*** Dataset ***

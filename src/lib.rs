//! Tesseract Coordinator
//!
//! Cross-shard two-phase commit and state channel settlement. The
//! coordinator drives Prepare/Commit/Abort against shard participants and
//! anchors outcomes; the channel manager accepts signed updates in strict
//! sequence order and settles channels cooperatively or through a bounded
//! dispute.

pub mod anchor;
pub mod api;
pub mod channel;
pub mod config;
pub mod coordination;
pub mod error;
pub mod events;
pub mod metrics;
pub mod registry;
pub mod shard;
pub mod state;
pub mod types;

pub use error::{CoordinatorError, CoordinatorResult};
//! Cross-shard transaction coordination
//!
//! The coordinator:
//! 1. Validates the participant set against the shard registry
//! 2. Sends Prepare to every shard in parallel under one deadline
//! 3. Writes the Commit/Abort decision durably
//! 4. Delivers the decision with retry and anchors the outcome

pub mod decision_log;
pub mod engine;
pub mod transaction;

pub use decision_log::{DecisionLog, DecisionRecord, DeliveryStatus};
pub use engine::TransactionCoordinator;
pub use transaction::{
    CrossShardTransaction, Decision, DecisionReason, PrepareResponse, TransactionOutcome,
    TransactionPhase,
};
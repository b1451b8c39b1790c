//! Signed channel state updates

use super::signature::Signer;
use crate::error::{CoordinatorError, CoordinatorResult};
use crate::types::{channel_hex, keccak256, parse_channel_id, ChannelId, Hash, Identity};

use serde::{Deserialize, Serialize};
use std::collections::BTreeMap;

/// One state update of a channel. Immutable once accepted.
#[derive(Debug, Clone, PartialEq, Eq)]
pub struct ChannelUpdate {
    pub channel_id: ChannelId,
    pub sequence: u64,
    /// Hash of the opaque state snapshot
    pub state_hash: Hash,
    pub signatures: BTreeMap<Identity, Vec<u8>>,
}

impl ChannelUpdate {
    /// Unsigned update over a raw state snapshot
    pub fn new(channel_id: ChannelId, sequence: u64, state: &[u8]) -> Self {
        Self {
            channel_id,
            sequence,
            state_hash: keccak256(&[state]),
            signatures: BTreeMap::new(),
        }
    }

    /// Digest every participant signs: (channel id, sequence, state hash)
    pub fn signing_digest(&self) -> Hash {
        keccak256(&[
            &self.channel_id,
            &self.sequence.to_be_bytes(),
            &self.state_hash,
        ])
    }

    pub fn sign(&mut self, signer: &dyn Signer) {
        let signature = signer.sign(&self.signing_digest());
        self.signatures
            .insert(signer.identity().to_string(), signature);
    }

    /// Builder form of `sign`
    pub fn signed_by(mut self, signers: &[&dyn Signer]) -> Self {
        for signer in signers {
            self.sign(*signer);
        }
        self
    }

    pub fn to_message(&self) -> ChannelUpdateMessage {
        ChannelUpdateMessage {
            channel_id: channel_hex(&self.channel_id),
            sequence: self.sequence,
            state_hash: hex::encode(self.state_hash),
            signatures: self
                .signatures
                .iter()
                .map(|(who, sig)| (who.clone(), hex::encode(sig)))
                .collect(),
        }
    }
}

/// Wire form of a channel update, hex-encoded
#[derive(Debug, Clone, PartialEq, Eq, Serialize, Deserialize)]
#[serde(rename_all = "camelCase")]
pub struct ChannelUpdateMessage {
    pub channel_id: String,
    pub sequence: u64,
    pub state_hash: String,
    pub signatures: BTreeMap<Identity, String>,
}

impl TryFrom<ChannelUpdateMessage> for ChannelUpdate {
    type Error = CoordinatorError;

    fn try_from(msg: ChannelUpdateMessage) -> CoordinatorResult<Self> {
        let channel_id = parse_channel_id(&msg.channel_id)
            .ok_or_else(|| CoordinatorError::InvalidUpdate("malformed channel id".to_string()))?;
        let state_hash = hex::decode(&msg.state_hash)
            .ok()
            .and_then(|b| <Hash>::try_from(b).ok())
            .ok_or_else(|| CoordinatorError::InvalidUpdate("malformed state hash".to_string()))?;

        let mut signatures = BTreeMap::new();
        for (who, sig) in msg.signatures {
            let bytes = hex::decode(&sig)
                .map_err(|_| CoordinatorError::SignatureInvalid { signer: who.clone() })?;
            signatures.insert(who, bytes);
        }

        Ok(Self {
            channel_id,
            sequence: msg.sequence,
            state_hash,
            signatures,
        })
    }
}
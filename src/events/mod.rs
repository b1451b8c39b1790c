//! Protocol events and the publish/subscribe bus
//!
//! Delivery is at-least-once: a subscriber may see an event again (for
//! example when a decision is re-driven after restart). Every event has a
//! stable key and `EventSubscription` drops keys it has already handed out,
//! so handlers stay idempotent. The remembered keys are bounded by the bus
//! capacity; the oldest are forgotten first.

use crate::coordination::Decision;
use crate::types::{channel_hex, ChannelId, ShardId, TransactionId};

use serde::Serialize;
use std::collections::{HashSet, VecDeque};
use tokio::sync::broadcast;
use tracing::{debug, warn};

/// Events emitted by the coordinator and channel manager
#[derive(Debug, Clone, PartialEq, Eq, Serialize)]
pub enum ProtocolEvent {
    TransactionBegun {
        tx_id: TransactionId,
        shard_ids: Vec<ShardId>,
    },
    DecisionRecorded {
        tx_id: TransactionId,
        decision: Decision,
    },
    TransactionCompleted {
        tx_id: TransactionId,
        decision: Decision,
    },
    PartiallyApplied {
        tx_id: TransactionId,
        undelivered: Vec<ShardId>,
    },
    ChannelOpened {
        channel_id: ChannelId,
    },
    UpdateAccepted {
        channel_id: ChannelId,
        sequence: u64,
    },
    DisputeOpened {
        channel_id: ChannelId,
        sequence: u64,
    },
    ChallengeAccepted {
        channel_id: ChannelId,
        sequence: u64,
        window_restarted: bool,
    },
    ChannelClosed {
        channel_id: ChannelId,
        final_sequence: u64,
    },
}

impl ProtocolEvent {
    /// Get event name for logs and metrics
    pub fn name(&self) -> &'static str {
        match self {
            ProtocolEvent::TransactionBegun { .. } => "transaction_begun",
            ProtocolEvent::DecisionRecorded { .. } => "decision_recorded",
            ProtocolEvent::TransactionCompleted { .. } => "transaction_completed",
            ProtocolEvent::PartiallyApplied { .. } => "partially_applied",
            ProtocolEvent::ChannelOpened { .. } => "channel_opened",
            ProtocolEvent::UpdateAccepted { .. } => "update_accepted",
            ProtocolEvent::DisputeOpened { .. } => "dispute_opened",
            ProtocolEvent::ChallengeAccepted { .. } => "challenge_accepted",
            ProtocolEvent::ChannelClosed { .. } => "channel_closed",
        }
    }

    /// Stable identity of the event, identical across redeliveries
    pub fn key(&self) -> String {
        match self {
            ProtocolEvent::TransactionBegun { tx_id, .. }
            | ProtocolEvent::DecisionRecorded { tx_id, .. }
            | ProtocolEvent::TransactionCompleted { tx_id, .. }
            | ProtocolEvent::PartiallyApplied { tx_id, .. } => {
                format!("{}:{}", self.name(), tx_id)
            }
            ProtocolEvent::ChannelOpened { channel_id }
            | ProtocolEvent::ChannelClosed { channel_id, .. } => {
                format!("{}:{}", self.name(), channel_hex(channel_id))
            }
            ProtocolEvent::UpdateAccepted {
                channel_id,
                sequence,
            }
            | ProtocolEvent::DisputeOpened {
                channel_id,
                sequence,
            }
            | ProtocolEvent::ChallengeAccepted {
                channel_id,
                sequence,
                ..
            } => format!("{}:{}:{}", self.name(), channel_hex(channel_id), sequence),
        }
    }
}

/// Broadcast bus for protocol events
#[derive(Clone)]
pub struct EventBus {
    tx: broadcast::Sender<ProtocolEvent>,
    capacity: usize,
}

impl EventBus {
    pub fn new(capacity: usize) -> Self {
        let (tx, _) = broadcast::channel(capacity);
        Self { tx, capacity }
    }

    /// Publish an event; having no subscribers is not an error
    pub fn publish(&self, event: ProtocolEvent) {
        debug!("Publishing event {}", event.key());
        let _ = self.tx.send(event);
    }

    pub fn subscribe(&self) -> EventSubscription {
        EventSubscription {
            rx: self.tx.subscribe(),
            seen: SeenKeys::new(self.capacity),
        }
    }
}

impl Default for EventBus {
    fn default() -> Self {
        Self::new(10_000)
    }
}

/// Subscription that hands out each event key once
pub struct EventSubscription {
    rx: broadcast::Receiver<ProtocolEvent>,
    seen: SeenKeys,
}

/// Insertion-ordered key set that evicts its oldest key when full
struct SeenKeys {
    keys: HashSet<String>,
    order: VecDeque<String>,
    capacity: usize,
}

impl SeenKeys {
    fn new(capacity: usize) -> Self {
        Self {
            keys: HashSet::new(),
            order: VecDeque::new(),
            capacity: capacity.max(1),
        }
    }

    /// `true` if the key was not already remembered
    fn insert(&mut self, key: String) -> bool {
        if self.keys.contains(&key) {
            return false;
        }
        if self.order.len() == self.capacity {
            if let Some(oldest) = self.order.pop_front() {
                self.keys.remove(&oldest);
            }
        }
        self.keys.insert(key.clone());
        self.order.push_back(key);
        true
    }

    #[cfg(test)]
    fn len(&self) -> usize {
        self.order.len()
    }
}

impl EventSubscription {
    /// Next unseen event; `None` once the bus is gone
    pub async fn recv(&mut self) -> Option<ProtocolEvent> {
        loop {
            match self.rx.recv().await {
                Ok(event) => {
                    if self.seen.insert(event.key()) {
                        return Some(event);
                    }
                }
                Err(broadcast::error::RecvError::Lagged(skipped)) => {
                    warn!("Event subscriber lagged, skipped {} events", skipped);
                }
                Err(broadcast::error::RecvError::Closed) => return None,
            }
        }
    }

    /// Next unseen event if one is already queued
    pub fn try_recv(&mut self) -> Option<ProtocolEvent> {
        loop {
            match self.rx.try_recv() {
                Ok(event) => {
                    if self.seen.insert(event.key()) {
                        return Some(event);
                    }
                }
                Err(broadcast::error::TryRecvError::Lagged(skipped)) => {
                    warn!("Event subscriber lagged, skipped {} events", skipped);
                }
                Err(_) => return None,
            }
        }
    }
}

#[cfg(test)]
mod tests {
    use super::*;
    use uuid::Uuid;

    #[tokio::test]
    async fn test_duplicates_are_delivered_once() {
        let bus = EventBus::new(16);
        let mut sub = bus.subscribe();
        let tx_id = Uuid::new_v4();

        let event = ProtocolEvent::DecisionRecorded {
            tx_id,
            decision: Decision::Commit,
        };
        bus.publish(event.clone());
        bus.publish(event.clone());
        bus.publish(ProtocolEvent::TransactionCompleted {
            tx_id,
            decision: Decision::Commit,
        });

        assert_eq!(sub.recv().await, Some(event));
        assert_eq!(sub.recv().await.map(|e| e.name()), Some("transaction_completed"));
        assert_eq!(sub.try_recv(), None);
    }

    #[tokio::test]
    async fn test_remembered_keys_are_bounded() {
        let bus = EventBus::new(4);
        let mut sub = bus.subscribe();
        let first = ProtocolEvent::UpdateAccepted {
            channel_id: [2; 32],
            sequence: 0,
        };

        bus.publish(first.clone());
        assert_eq!(sub.recv().await, Some(first.clone()));
        for sequence in 1..=4 {
            bus.publish(ProtocolEvent::UpdateAccepted {
                channel_id: [2; 32],
                sequence,
            });
            assert!(sub.recv().await.is_some());
        }
        assert_eq!(sub.seen.len(), 4);

        // evicted, so a redelivery is handed out again
        bus.publish(first.clone());
        assert_eq!(sub.recv().await, Some(first));
        assert_eq!(sub.seen.len(), 4);
    }

    #[test]
    fn test_update_keys_include_sequence() {
        let a = ProtocolEvent::UpdateAccepted {
            channel_id: [1; 32],
            sequence: 1,
        };
        let b = ProtocolEvent::UpdateAccepted {
            channel_id: [1; 32],
            sequence: 2,
        };
        assert_ne!(a.key(), b.key());
    }
}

*** End of Dataset ***

• [Your objective] All lines from the opening of the listing above through the line that contains "shard participants and" should be given again exactly, and nothing more.

• [Reply to the exercise]
filename src/lib.rs
//! Tesseract Coordinator
//!
//! Cross-shard two-phase commit and state channel settlement. The
//! coordinator drives Prepare/Commit/Abort against shard participants and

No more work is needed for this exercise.